Quantitative Proteomic Analysis of the Heat Stress Response in Clostridium difficile Strain 630

Clostridium difficile is a serious nosocomial pathogen whose prevalence worldwide is increasing. Postgenomic technologies can now be deployed to develop understanding of the evolution and diversity of this important human pathogen, yet little is known about the adaptive ability of C. difficile. We used iTRAQ labeling and 2D-LC–MS/MS driven proteomics to investigate the response of C. difficile 630 to a mild, but clinically relevant, heat stress. A statistically validated list of 447 proteins to which functional roles were assigned was generated, allowing reconstruction of central metabolic pathways including glycolysis, γ-aminobutyrate metabolism, and peptidoglycan biosynthesis. Some 49 proteins were significantly modulated under heat stress: classical heat shock proteins including GroEL, GroES, DnaK, Clp proteases, and HtpG were up-regulated in addition to several stress inducible rubrerythrins and proteins associated with protein modification, such as prolyl isomerases and proline racemase. The flagellar filament protein, FliC, was down-regulated, possibly as an energy conservation measure, as was the SecA1 preprotein translocase. The up-regulation of hydrogenases and various oxidoreductases suggests that electron flux across these pools of enzymes changes under heat stress. This work represents the first comparative proteomic analysis of the heat stress response in C. difficile strain 630, complementing the existing proteomics data sets and the single microarray comparative analysis of stress response. Thus we have a benchmark proteome for this pathogen, leading to a deeper understanding of its physiology and metabolism informed by the unique functional and adaptive processes used during a temperature upshift mimicking host pyrexia.

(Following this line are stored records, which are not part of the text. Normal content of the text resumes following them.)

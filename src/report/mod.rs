pub mod duplicate;
pub mod json;
pub mod terminal;

use std::path::Path;

pub use duplicate::{DuplicateReference, FileReport, ScanResult};

/// Streaming presentation collaborator. The detector emits each file's
/// report as soon as it is built, and one summary event at the end of the
/// scan when duplicates were found; how the events are shown is entirely the
/// sink's business.
pub trait ReportSink {
    fn file_report(&mut self, report: &FileReport);

    fn summary(&mut self, total_error_count: usize, root: &Path);
}

/// Discards all events. Used when the report is rendered whole at the end,
/// e.g. for JSON output.
pub struct SilentSink;

impl ReportSink for SilentSink {
    fn file_report(&mut self, _report: &FileReport) {}

    fn summary(&mut self, _total_error_count: usize, _root: &Path) {}
}
use std::path::Path;

use comfy_table::{presets::UTF8_BORDERS_ONLY, Table};
use owo_colors::OwoColorize;

use crate::report::{FileReport, ReportSink, ScanResult};

/// Streams duplicate reports to the terminal as the scan progresses, with
/// the duplicated names highlighted in red.
pub struct TerminalSink;

impl TerminalSink {
    pub fn new() -> Self {
        TerminalSink
    }
}

impl Default for TerminalSink {
    fn default() -> Self {
        Self::new()
    }
}

impl ReportSink for TerminalSink {
    fn file_report(&mut self, report: &FileReport) {
        println!();
        println!(
            "File: {} {}",
            report.file_path.display().bold(),
            format!("({} references)", report.references.entries().len()).dimmed(),
        );
        for dup in &report.duplicates {
            println!(
                "  {}  duplicate reference: {} ({} occurrences)",
                dup.id.dimmed(),
                dup.name.red().bold(),
                dup.occurrences,
            );
        }
    }

    fn summary(&mut self, total_error_count: usize, root: &Path) {
        println!();
        println!(
            "{}",
            format!(
                "ERROR: found {} duplicate references in directory: {}",
                total_error_count,
                root.display()
            )
            .red()
            .bold()
        );
    }
}

/// Render the end-of-scan totals: a table of every duplicate plus scan
/// statistics.
pub fn render_totals(result: &ScanResult) {
    println!();

    if result.file_reports.is_empty() {
        println!("  {}  no duplicate references found", "✅".bold());
    } else {
        let mut table = Table::new();
        table.load_preset(UTF8_BORDERS_ONLY);
        table.set_header(vec!["File", "Reference", "Occurrences"]);
        for report in &result.file_reports {
            for dup in &report.duplicates {
                table.add_row(vec![
                    report.file_path.display().to_string(),
                    dup.name.clone(),
                    dup.occurrences.to_string(),
                ]);
            }
        }
        println!("{table}");
    }

    println!();
    println!("{}", "━".repeat(60));
    println!(
        " Examined {} project files in {:.2}s — {} duplicate references",
        result.files_examined.to_string().bold(),
        result.duration_ms as f64 / 1000.0,
        result.total_error_count.to_string().bold(),
    );
    if result.files_skipped > 0 {
        println!(
            " ({} files skipped: could not be evaluated)",
            result.files_skipped.to_string().dimmed()
        );
    }
    println!("{}", "━".repeat(60));
    println!();
}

艰难梭菌是一种严重的医院获得性病原体，其全球流行率呈上升趋势。通过后基因组技术，如今我们可以深入探究这一重要的人体病原体的进化与多样性，然而关于艰难梭菌的适应性知之甚少。本研究采用iTRAQ标记和二维液相色谱-串联质谱（2D-LC–MS/MS）驱动的蛋白质组学方法，研究了艰难梭菌630株对一种温和但具有临床相关性的热应激的反应。我们生成了一份经统计学验证的447个蛋白质列表，并为其分配了功能角色，从而重建了包括糖酵解、γ-氨基丁酸代谢和肽聚糖生物合成在内的中心代谢途径。在大约49个蛋白质在热应激下发生了显著调控：除了经典的热休克蛋白（如GroEL、GroES、DnaK、Clp蛋白酶和HtpG）被上调外，还有多个应激诱导的红色素蛋白和与蛋白质修饰相关的蛋白（如脯氨酸异构酶和脯氨酸消旋酶）也被上调。鞭毛丝蛋白FliC的下调可能是一种能量节约措施，同样SecA1前蛋白转运酶也呈现下调趋势。氢化酶和各种氧化还原酶的上调表明，这些酶库中的电子流在热应激下发生改变。这项工作代表了艰难梭菌630株热应激反应的首次比较蛋白质组学分析，补充了现有的蛋白质组数据集以及单一微阵列应激反应比较分析。因此，我们为该病原体建立了一个基准蛋白质组，这有助于更深入地理解其生理学和代谢学，这些理解源于在模拟宿主发热的温度上升过程中所使用的独特功能和适应性过程。